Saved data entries
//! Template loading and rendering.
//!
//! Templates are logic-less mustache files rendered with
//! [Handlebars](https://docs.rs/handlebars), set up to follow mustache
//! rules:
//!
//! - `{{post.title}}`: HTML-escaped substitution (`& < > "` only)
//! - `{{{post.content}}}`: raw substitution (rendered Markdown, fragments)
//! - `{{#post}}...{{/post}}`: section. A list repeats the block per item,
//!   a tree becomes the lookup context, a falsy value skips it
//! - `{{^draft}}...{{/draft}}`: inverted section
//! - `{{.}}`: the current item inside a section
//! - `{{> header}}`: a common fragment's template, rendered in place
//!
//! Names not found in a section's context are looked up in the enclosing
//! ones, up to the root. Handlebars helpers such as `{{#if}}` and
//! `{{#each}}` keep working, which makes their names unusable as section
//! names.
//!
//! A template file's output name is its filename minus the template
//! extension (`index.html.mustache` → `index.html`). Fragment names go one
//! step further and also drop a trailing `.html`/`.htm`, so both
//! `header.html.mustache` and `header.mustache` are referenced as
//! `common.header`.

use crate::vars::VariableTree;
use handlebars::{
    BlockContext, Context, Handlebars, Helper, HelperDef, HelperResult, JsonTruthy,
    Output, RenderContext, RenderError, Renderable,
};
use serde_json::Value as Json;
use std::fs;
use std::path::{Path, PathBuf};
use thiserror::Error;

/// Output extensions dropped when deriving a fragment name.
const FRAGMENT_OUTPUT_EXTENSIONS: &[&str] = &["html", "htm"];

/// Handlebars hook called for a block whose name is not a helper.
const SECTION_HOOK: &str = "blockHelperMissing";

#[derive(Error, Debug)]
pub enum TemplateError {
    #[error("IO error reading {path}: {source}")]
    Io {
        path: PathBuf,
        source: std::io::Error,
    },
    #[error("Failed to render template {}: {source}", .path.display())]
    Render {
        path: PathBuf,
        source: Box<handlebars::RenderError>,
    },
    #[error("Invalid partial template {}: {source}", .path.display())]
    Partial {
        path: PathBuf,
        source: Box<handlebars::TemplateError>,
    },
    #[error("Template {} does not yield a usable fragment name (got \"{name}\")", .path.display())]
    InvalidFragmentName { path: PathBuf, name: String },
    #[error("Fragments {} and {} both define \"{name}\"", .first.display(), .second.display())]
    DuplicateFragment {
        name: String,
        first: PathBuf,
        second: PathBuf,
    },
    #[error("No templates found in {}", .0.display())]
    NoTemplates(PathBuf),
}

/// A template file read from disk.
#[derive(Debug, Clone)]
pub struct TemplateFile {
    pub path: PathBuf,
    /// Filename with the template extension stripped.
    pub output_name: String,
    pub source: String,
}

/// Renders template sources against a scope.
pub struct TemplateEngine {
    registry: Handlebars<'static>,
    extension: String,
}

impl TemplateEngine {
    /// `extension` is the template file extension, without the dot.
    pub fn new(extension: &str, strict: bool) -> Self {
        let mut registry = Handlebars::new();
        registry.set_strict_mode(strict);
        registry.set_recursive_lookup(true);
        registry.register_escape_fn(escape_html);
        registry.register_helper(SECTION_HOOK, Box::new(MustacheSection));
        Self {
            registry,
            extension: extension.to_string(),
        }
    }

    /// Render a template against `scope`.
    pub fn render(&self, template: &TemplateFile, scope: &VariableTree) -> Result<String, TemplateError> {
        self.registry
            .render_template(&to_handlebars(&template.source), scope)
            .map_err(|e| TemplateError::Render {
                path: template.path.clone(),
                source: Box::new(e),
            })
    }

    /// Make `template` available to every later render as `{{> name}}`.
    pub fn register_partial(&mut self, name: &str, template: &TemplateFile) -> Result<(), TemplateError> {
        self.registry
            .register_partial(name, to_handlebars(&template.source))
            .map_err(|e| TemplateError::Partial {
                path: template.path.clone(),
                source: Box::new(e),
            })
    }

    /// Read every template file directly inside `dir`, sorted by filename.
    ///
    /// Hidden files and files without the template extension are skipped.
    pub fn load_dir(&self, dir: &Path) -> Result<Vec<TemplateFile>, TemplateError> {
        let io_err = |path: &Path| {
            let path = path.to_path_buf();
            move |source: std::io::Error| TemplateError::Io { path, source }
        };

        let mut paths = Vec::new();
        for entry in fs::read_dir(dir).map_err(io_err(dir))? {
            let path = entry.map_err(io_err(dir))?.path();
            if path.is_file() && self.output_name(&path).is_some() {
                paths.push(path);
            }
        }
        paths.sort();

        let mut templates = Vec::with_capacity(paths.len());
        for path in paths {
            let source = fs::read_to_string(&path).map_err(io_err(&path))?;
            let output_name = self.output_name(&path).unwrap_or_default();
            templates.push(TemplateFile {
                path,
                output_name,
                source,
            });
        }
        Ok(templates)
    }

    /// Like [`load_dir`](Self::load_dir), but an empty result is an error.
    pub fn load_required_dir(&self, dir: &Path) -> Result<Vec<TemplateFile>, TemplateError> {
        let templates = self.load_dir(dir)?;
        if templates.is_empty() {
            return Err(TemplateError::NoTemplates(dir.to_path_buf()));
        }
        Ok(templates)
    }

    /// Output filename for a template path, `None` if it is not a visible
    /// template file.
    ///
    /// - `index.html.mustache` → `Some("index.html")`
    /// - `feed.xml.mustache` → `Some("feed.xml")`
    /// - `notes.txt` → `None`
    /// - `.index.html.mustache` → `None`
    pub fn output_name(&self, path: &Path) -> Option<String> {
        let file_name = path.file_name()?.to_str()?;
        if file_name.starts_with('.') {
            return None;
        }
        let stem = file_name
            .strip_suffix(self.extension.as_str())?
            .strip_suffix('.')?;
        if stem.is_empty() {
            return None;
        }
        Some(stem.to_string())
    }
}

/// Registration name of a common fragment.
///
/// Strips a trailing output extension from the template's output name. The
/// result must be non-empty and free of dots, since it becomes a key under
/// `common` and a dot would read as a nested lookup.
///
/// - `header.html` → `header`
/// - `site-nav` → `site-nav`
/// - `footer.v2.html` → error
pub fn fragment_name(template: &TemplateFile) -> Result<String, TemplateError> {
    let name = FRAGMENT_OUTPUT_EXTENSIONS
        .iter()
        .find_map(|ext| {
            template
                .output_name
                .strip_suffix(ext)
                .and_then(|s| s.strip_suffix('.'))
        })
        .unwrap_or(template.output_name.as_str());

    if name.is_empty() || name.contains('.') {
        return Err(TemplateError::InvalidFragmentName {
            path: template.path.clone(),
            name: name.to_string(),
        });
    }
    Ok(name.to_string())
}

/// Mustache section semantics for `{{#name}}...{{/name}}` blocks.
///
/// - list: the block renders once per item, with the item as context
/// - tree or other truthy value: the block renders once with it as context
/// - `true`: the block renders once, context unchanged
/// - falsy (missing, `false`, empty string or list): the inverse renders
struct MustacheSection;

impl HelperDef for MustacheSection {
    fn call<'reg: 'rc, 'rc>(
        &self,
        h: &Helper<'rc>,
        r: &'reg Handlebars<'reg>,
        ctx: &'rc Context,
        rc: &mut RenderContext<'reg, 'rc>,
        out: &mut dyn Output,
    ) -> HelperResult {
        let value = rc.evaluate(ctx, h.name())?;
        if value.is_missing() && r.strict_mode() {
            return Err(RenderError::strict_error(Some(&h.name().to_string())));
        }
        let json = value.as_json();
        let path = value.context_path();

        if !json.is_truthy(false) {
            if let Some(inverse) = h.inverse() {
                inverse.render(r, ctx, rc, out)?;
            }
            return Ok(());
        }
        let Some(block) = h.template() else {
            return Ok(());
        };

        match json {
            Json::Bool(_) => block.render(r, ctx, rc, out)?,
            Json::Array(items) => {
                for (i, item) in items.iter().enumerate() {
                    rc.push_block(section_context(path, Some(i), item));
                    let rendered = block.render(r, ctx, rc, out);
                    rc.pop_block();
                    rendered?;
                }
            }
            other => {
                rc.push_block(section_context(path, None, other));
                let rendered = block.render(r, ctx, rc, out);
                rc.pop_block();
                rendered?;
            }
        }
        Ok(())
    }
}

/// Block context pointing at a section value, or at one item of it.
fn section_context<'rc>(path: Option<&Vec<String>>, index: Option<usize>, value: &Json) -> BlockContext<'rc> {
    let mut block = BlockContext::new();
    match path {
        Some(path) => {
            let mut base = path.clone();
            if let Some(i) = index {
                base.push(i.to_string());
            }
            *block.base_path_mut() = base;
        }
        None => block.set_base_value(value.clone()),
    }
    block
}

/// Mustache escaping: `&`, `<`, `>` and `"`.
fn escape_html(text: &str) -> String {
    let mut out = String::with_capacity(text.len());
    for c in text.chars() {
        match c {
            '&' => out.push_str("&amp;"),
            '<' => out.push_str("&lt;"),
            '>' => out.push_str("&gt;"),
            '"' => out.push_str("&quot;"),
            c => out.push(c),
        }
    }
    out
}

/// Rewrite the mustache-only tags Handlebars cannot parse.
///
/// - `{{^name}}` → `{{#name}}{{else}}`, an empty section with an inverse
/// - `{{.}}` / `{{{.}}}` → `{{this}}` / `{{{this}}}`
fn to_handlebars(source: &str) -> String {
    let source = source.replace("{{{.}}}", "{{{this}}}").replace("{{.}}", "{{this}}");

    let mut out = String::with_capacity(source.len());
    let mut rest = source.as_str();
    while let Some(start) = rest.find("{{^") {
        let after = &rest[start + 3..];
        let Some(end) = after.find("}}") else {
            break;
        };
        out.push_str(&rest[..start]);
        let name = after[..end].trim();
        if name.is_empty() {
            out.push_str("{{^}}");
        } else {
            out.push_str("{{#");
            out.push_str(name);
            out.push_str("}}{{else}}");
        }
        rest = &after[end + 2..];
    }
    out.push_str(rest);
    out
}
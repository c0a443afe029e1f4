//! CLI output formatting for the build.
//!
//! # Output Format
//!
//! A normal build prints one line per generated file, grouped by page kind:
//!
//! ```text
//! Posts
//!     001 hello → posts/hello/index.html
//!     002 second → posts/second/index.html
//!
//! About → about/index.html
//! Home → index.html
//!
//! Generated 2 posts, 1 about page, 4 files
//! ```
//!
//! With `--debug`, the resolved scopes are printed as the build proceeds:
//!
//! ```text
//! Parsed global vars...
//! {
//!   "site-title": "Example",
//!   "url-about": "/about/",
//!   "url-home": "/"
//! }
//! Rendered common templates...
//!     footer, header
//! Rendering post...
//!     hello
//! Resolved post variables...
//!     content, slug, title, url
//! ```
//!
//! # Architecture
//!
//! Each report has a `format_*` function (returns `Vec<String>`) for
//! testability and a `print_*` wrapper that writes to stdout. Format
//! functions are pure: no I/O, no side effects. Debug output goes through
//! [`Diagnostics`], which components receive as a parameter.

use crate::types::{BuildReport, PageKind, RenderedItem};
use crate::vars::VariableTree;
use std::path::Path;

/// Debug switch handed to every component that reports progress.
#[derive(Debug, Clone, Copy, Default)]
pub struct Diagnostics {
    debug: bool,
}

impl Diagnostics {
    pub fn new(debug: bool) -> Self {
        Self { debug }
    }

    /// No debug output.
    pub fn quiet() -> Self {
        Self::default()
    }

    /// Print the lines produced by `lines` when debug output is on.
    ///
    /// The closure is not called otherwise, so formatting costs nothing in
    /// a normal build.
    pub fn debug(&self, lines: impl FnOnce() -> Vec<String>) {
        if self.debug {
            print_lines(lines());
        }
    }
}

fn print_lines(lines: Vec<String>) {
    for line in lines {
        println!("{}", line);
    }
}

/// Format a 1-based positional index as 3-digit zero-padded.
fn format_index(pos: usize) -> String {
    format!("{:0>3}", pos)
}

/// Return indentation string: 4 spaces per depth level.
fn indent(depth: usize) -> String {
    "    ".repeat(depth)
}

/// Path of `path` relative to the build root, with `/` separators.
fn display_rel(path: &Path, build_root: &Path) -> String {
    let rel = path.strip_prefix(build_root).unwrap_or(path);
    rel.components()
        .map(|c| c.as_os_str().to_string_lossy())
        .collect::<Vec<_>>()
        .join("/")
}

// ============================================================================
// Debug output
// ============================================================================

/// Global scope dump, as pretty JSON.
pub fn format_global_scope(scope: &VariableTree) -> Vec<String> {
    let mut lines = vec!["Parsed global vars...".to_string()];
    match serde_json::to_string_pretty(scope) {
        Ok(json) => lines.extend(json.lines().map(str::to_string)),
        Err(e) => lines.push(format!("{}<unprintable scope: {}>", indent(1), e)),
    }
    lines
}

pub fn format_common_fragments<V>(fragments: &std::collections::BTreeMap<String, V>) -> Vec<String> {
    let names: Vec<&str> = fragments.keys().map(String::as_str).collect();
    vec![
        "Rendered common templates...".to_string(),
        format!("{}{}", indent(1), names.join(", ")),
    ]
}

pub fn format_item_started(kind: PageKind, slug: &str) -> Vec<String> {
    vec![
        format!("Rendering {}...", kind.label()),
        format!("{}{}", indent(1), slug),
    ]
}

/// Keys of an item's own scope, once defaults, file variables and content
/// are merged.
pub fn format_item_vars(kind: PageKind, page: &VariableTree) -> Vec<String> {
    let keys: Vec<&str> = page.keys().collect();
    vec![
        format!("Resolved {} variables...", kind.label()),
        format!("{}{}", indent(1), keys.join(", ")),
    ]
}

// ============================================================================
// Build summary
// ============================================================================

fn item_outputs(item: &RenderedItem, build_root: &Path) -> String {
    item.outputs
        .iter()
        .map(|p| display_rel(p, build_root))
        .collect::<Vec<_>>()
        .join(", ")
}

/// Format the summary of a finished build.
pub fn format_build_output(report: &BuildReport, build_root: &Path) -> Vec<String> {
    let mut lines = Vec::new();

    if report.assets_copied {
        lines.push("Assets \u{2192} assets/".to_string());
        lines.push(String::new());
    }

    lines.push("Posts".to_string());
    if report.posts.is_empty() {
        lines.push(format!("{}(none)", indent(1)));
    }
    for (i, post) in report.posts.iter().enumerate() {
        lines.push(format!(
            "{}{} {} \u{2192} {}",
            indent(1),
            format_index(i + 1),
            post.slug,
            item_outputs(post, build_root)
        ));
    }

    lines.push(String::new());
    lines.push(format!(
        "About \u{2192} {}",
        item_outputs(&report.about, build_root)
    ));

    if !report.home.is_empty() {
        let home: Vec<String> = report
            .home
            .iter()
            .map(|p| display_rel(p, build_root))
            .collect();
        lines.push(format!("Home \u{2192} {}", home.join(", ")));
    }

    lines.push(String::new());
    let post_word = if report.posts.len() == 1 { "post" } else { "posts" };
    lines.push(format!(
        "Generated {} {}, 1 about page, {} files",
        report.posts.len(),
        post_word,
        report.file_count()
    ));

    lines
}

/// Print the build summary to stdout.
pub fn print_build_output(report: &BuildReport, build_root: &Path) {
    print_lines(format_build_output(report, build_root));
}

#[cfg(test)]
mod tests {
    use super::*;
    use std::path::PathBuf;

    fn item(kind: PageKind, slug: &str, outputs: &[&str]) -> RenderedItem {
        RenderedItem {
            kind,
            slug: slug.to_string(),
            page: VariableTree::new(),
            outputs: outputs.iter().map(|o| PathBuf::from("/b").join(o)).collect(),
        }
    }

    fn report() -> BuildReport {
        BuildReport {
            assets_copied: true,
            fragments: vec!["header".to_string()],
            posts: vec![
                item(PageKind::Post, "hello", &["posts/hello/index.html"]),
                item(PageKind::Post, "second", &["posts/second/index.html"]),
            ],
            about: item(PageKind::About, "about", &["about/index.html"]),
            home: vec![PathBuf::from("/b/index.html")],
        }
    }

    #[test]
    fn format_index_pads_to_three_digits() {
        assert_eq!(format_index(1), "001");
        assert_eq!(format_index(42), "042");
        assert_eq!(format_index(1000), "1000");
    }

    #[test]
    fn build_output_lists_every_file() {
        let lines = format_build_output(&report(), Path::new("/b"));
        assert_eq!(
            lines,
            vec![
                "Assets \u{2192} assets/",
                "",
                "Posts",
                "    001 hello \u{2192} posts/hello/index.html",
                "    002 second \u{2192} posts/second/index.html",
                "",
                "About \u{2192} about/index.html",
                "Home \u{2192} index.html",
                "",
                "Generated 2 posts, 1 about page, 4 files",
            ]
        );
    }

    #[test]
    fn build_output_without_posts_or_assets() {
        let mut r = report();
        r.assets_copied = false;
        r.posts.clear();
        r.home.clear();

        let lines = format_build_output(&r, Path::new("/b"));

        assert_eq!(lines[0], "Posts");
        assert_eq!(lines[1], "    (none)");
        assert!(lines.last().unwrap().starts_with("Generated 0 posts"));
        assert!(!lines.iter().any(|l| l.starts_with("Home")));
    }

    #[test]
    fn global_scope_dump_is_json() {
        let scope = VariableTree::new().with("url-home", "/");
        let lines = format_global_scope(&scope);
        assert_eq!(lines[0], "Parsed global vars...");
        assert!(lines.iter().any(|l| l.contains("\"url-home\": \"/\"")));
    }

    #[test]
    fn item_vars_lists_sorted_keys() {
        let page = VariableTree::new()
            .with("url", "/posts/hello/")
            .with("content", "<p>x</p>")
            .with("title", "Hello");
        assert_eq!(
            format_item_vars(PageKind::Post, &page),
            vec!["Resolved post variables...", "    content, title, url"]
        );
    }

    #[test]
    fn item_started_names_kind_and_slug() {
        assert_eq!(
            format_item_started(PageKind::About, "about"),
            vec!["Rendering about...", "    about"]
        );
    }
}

Assignment: Transcribe the lines above between the line holding "# Output Format" and the line holding "use std::path::Path;", inclusive, exactly as they stand and with nothing added.

Result of this exercise:
//! # Output Format
//!
//! A normal build prints one line per generated file, grouped by page kind:
//!
//! ```text
//! Posts
//!     001 hello → posts/hello/index.html
//!     002 second → posts/second/index.html
//!
//! About → about/index.html
//! Home → index.html
//!
//! Generated 2 posts, 1 about page, 4 files
//! ```
//!
//! With `--debug`, the resolved scopes are printed as the build proceeds:
//!
//! ```text
//! Parsed global vars...
//! {
//!   "site-title": "Example",
//!   "url-about": "/about/",
//!   "url-home": "/"
//! }
//! Rendered common templates...
//!     footer, header
//! Rendering post...
//!     hello
//! Resolved post variables...
//!     content, slug, title, url
//! ```
//!
//! # Architecture
//!
//! Each report has a `format_*` function (returns `Vec<String>`) for
//! testability and a `print_*` wrapper that writes to stdout. Format
//! functions are pure: no I/O, no side effects. Debug output goes through
//! [`Diagnostics`], which components receive as a parameter.

use crate::types::{BuildReport, PageKind, RenderedItem};
use crate::vars::VariableTree;
use std::path::Path;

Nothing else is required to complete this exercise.